DESCRIPTION OF THE TASK:
The full listing below must be printed exactly, word for word.

DATA FOR REVIEW:
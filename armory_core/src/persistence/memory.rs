//! In-memory storage, shared between clones

use super::{PersistedState, PersistenceError, Storage};
use std::sync::{Arc, Mutex};

/// In-memory [`Storage`]
///
/// Clones share the same slot, so a test can keep a handle and inspect what
/// the engine wrote.
#[derive(Debug, Clone, Default)]
pub struct MemoryStorage {
    state: Arc<Mutex<Option<PersistedState>>>,
    fail_saves: Arc<Mutex<bool>>,
}

impl MemoryStorage {
    pub fn new() -> Self {
        Self::default()
    }

    /// Start with some state already stored
    pub fn with_state(state: PersistedState) -> Self {
        let storage = Self::new();
        if let Ok(mut slot) = storage.state.lock() {
            *slot = Some(state);
        }
        storage
    }

    /// Current stored state
    pub fn snapshot(&self) -> Option<PersistedState> {
        self.state.lock().ok().and_then(|slot| slot.clone())
    }

    /// Make subsequent saves fail, simulating an unavailable backend
    pub fn set_fail_saves(&self, fail: bool) {
        if let Ok(mut flag) = self.fail_saves.lock() {
            *flag = fail;
        }
    }
}

impl Storage for MemoryStorage {
    fn load(&self) -> Result<Option<PersistedState>, PersistenceError> {
        let slot = self
            .state
            .lock()
            .map_err(|_| PersistenceError::Unavailable("Failed to acquire lock".to_string()))?;
        Ok(slot.clone())
    }

    fn save(&mut self, state: &PersistedState) -> Result<(), PersistenceError> {
        let failing = self.fail_saves.lock().map(|f| *f).unwrap_or(false);
        if failing {
            return Err(PersistenceError::Unavailable("saves disabled".to_string()));
        }

        let mut slot = self
            .state
            .lock()
            .map_err(|_| PersistenceError::Unavailable("Failed to acquire lock".to_string()))?;
        *slot = Some(state.clone());
        Ok(())
    }
}

#[cfg(test)]
mod tests {
    use super::*;

    #[test]
    fn test_clones_share_state() {
        let handle = MemoryStorage::new();
        let mut storage = handle.clone();

        let state = PersistedState {
            dark_mode: false,
            ..PersistedState::default()
        };
        storage.save(&state).unwrap();

        assert_eq!(handle.snapshot(), Some(state));
    }

    #[test]
    fn test_failing_saves_leave_state() {
        let handle = MemoryStorage::with_state(PersistedState::default());
        let mut storage = handle.clone();
        handle.set_fail_saves(true);

        let changed = PersistedState {
            dark_mode: false,
            ..PersistedState::default()
        };
        assert!(matches!(
            storage.save(&changed),
            Err(PersistenceError::Unavailable(_))
        ));
        assert_eq!(handle.snapshot(), Some(PersistedState::default()));
    }
}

EXERCISE SOLUTION:
filename armory_core/src/persistence/memory.rs
//! In-memory storage, shared between clones

use super::{PersistedState, PersistenceError, Storage};
use std::sync::{Arc, Mutex};

/// In-memory [`Storage`]
///
/// Clones share the same slot, so a test can keep a handle and inspect what
/// the engine wrote.
#[derive(Debug, Clone, Default)]
pub struct MemoryStorage {
    state: Arc<Mutex<Option<PersistedState>>>,
    fail_saves: Arc<Mutex<bool>>,
}

impl MemoryStorage {
    pub fn new() -> Self {
        Self::default()
    }

    /// Start with some state already stored
    pub fn with_state(state: PersistedState) -> Self {
        let storage = Self::new();
        if let Ok(mut slot) = storage.state.lock() {
            *slot = Some(state);
        }
        storage
    }

    /// Current stored state
    pub fn snapshot(&self) -> Option<PersistedState> {
        self.state.lock().ok().and_then(|slot| slot.clone())
    }

    /// Make subsequent saves fail, simulating an unavailable backend
    pub fn set_fail_saves(&self, fail: bool) {
        if let Ok(mut flag) = self.fail_saves.lock() {
            *flag = fail;
        }
    }
}

impl Storage for MemoryStorage {
    fn load(&self) -> Result<Option<PersistedState>, PersistenceError> {
        let slot = self
            .state
            .lock()
            .map_err(|_| PersistenceError::Unavailable("Failed to acquire lock".to_string()))?;
        Ok(slot.clone())
    }

    fn save(&mut self, state: &PersistedState) -> Result<(), PersistenceError> {
        let failing = self.fail_saves.lock().map(|f| *f).unwrap_or(false);
        if failing {
            return Err(PersistenceError::Unavailable("saves disabled".to_string()));
        }

        let mut slot = self
            .state
            .lock()
            .map_err(|_| PersistenceError::Unavailable("Failed to acquire lock".to_string()))?;
        *slot = Some(state.clone());
        Ok(())
    }
}

#[cfg(test)]
mod tests {
    use super::*;

    #[test]
    fn test_clones_share_state() {
        let handle = MemoryStorage::new();
        let mut storage = handle.clone();

        let state = PersistedState {
            dark_mode: false,
            ..PersistedState::default()
        };
        storage.save(&state).unwrap();

        assert_eq!(handle.snapshot(), Some(state));
    }

    #[test]
    fn test_failing_saves_leave_state() {
        let handle = MemoryStorage::with_state(PersistedState::default());
        let mut storage = handle.clone();
        handle.set_fail_saves(true);

        let changed = PersistedState {
            dark_mode: false,
            ..PersistedState::default()
        };
        assert!(matches!(
            storage.save(&changed),
            Err(PersistenceError::Unavailable(_))
        ));
        assert_eq!(handle.snapshot(), Some(PersistedState::default()));
    }
}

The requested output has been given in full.